What Can a Cerebral Hemorrhage Hide?
DOI:
https://doi.org/10.25759/spmfr.446Keywords:
Cerebral Hemorrhage/etiology, Neoplasms/ complications, Stroke/etiologyAbstract
Non-traumatic cerebral hemorrhages are less common than acute ischaemic vascular lesions but are associated with higher mortality rates and years of life lost due to disability. They may lead to a diversity of neurological deficits, being the intervention of Physical Medicine and Rehabilitation (PMR) essential for clinical and functional improvement.
59 years-old female patient, non-hypertense, previously independent in activities of daily living and cognitively intact. The patient was admitted to the Emergency Department after a sudden severe headache. On admission, the patient presented a left homonymous hemianopsia and hemiparesia. Computed tomography revealed a voluminous parenchymal cortico-subcortical right temporo-fronto- parietal hemorrhage. The patient underwent emerging decompressive craniectomy.
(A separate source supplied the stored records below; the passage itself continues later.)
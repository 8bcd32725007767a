//! Immediate-mode UI helpers for the Macroquad rendering backend.
//!
//! Every use of `macroquad::ui` lives here so the rest of the adapter stays
//! agnostic of Macroquad's UI types.

use fog_tactics_rendering::{ActionMenuPresentation, MenuChoice};
use macroquad::{
    color::{Color, WHITE},
    math::{RectOffset, Vec2},
    ui::{hash, widgets::Window, Ui},
};

/// Width of a single action menu button row.
pub(crate) const ACTION_MENU_WIDTH: f32 = 150.0;

const ACTION_MENU_ROW_HEIGHT: f32 = 30.0;

/// Outcome of drawing the UI widgets for the current frame.
#[derive(Clone, Copy, Debug, Default, PartialEq, Eq)]
pub(crate) struct ControlPanelUiResult {
    /// Whether the Next Round button was pressed.
    pub next_round: bool,
    /// Action menu entry pressed during this frame.
    pub menu_choice: Option<MenuChoice>,
}

/// Layout and data of the side panel for the current frame.
#[derive(Clone, Debug)]
pub(crate) struct ControlPanelUiContext<'a> {
    /// Top-left corner of the panel in screen coordinates.
    pub origin: Vec2,
    /// Panel dimensions in screen space.
    pub size: Vec2,
    /// Background colour applied to the window skin.
    pub background: Color,
    /// Round currently being played.
    pub round: u32,
    /// Inspector text, if the inspector is open.
    pub inspector: Option<Vec<String>>,
    /// Open action menu and its screen anchor.
    pub action_menu: Option<(&'a ActionMenuPresentation, Vec2)>,
}

/// Draws the side panel and, when open, the floating action menu.
pub(crate) fn draw_control_panel_ui(
    ui: &mut Ui,
    context: ControlPanelUiContext<'_>,
) -> ControlPanelUiResult {
    let mut skin = ui.default_skin();
    skin.margin = 0.0;

    let window_style = ui
        .style_builder()
        .color(context.background)
        .color_hovered(context.background)
        .color_clicked(context.background)
        .color_selected(context.background)
        .color_selected_hovered(context.background)
        .color_inactive(context.background)
        .text_color(WHITE)
        .text_color_hovered(WHITE)
        .text_color_clicked(WHITE)
        .margin(RectOffset::new(12.0, 12.0, 12.0, 12.0))
        .build();
    skin.window_style = window_style;

    let label_style = ui
        .style_builder()
        .text_color(WHITE)
        .text_color_hovered(WHITE)
        .text_color_clicked(WHITE)
        .margin(RectOffset::new(0.0, 0.0, 3.0, 3.0))
        .build();
    skin.label_style = label_style;

    let button_style = ui
        .style_builder()
        .text_color(WHITE)
        .text_color_hovered(WHITE)
        .text_color_clicked(WHITE)
        .color(Color::from_rgba(70, 70, 70, 255))
        .color_hovered(Color::from_rgba(96, 96, 96, 255))
        .color_clicked(Color::from_rgba(56, 56, 56, 255))
        .color_selected(Color::from_rgba(70, 70, 70, 255))
        .color_selected_hovered(Color::from_rgba(96, 96, 96, 255))
        .color_inactive(Color::from_rgba(56, 56, 56, 200))
        .margin(RectOffset::new(0.0, 0.0, 6.0, 6.0))
        .build();
    skin.button_style = button_style;

    ui.push_skin(&skin);

    let mut result = ControlPanelUiResult::default();
    let _ = ui.window(hash!("control_panel"), context.origin, context.size, |ui| {
        ui.label(None, &format!("Round {}", context.round));
        ui.label(None, "Left click: select  Right click: inspect");
        ui.label(None, "N: next round  Esc: cancel  Q: quit");
        result.next_round = ui.button(None, "Next Round");

        if let Some(lines) = &context.inspector {
            ui.separator();
            for line in lines {
                ui.label(None, line);
            }
        }
    });

    if let Some((menu, anchor)) = context.action_menu {
        result.menu_choice = draw_action_menu(ui, menu, anchor);
    }

    ui.pop_skin();

    result
}

fn draw_action_menu(ui: &mut Ui, menu: &ActionMenuPresentation, anchor: Vec2) -> Option<MenuChoice> {
    let size = Vec2::new(
        ACTION_MENU_WIDTH,
        ACTION_MENU_ROW_HEIGHT * menu.options.len() as f32 + 24.0,
    );
    let mut chosen = None;
    let _ = Window::new(
        hash!("action_menu", menu.unit.get(), menu.anchor.column(), menu.anchor.row()),
        anchor,
        size,
    )
    .titlebar(false)
    .movable(false)
    .ui(ui, |ui| {
        for option in &menu.options {
            if option.enabled {
                if ui.button(None, option.label) {
                    chosen = Some(option.choice);
                }
            } else {
                ui.label(None, &format!("{} (used)", option.label));
            }
        }
    });
    chosen
}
During hospitalization, the patient had a positive clinical and functional evolution, and was transferred on the 66th day of hospitalization to the PMR ward. After 17 days, the patient presented an indolent deterioration of the state of consciousness, with progressive somnolence and prostration, making unfeasible to participate in the rehabilitation program. Given the worsening of the neurological status, neuro-imaging study was repeated and a large expansive lesion with necrotic- cystic enhancement pattern, of probable neoplastic etiology (primary glial or secondary series) was depicted.
The evaluation, interpretation and orientation of cases of nontraumatic intracerebral hemorrhage with fluctuation of neurological status and/or stagnation of functional evolution in the subacute and chronic phase appears as a diagnostic challenge. It is essential to increase the perception that intracerebral hemorrhage without defined etiology may be due to primary or secondary brain neoplasms, which require early and directed evaluation and guidance.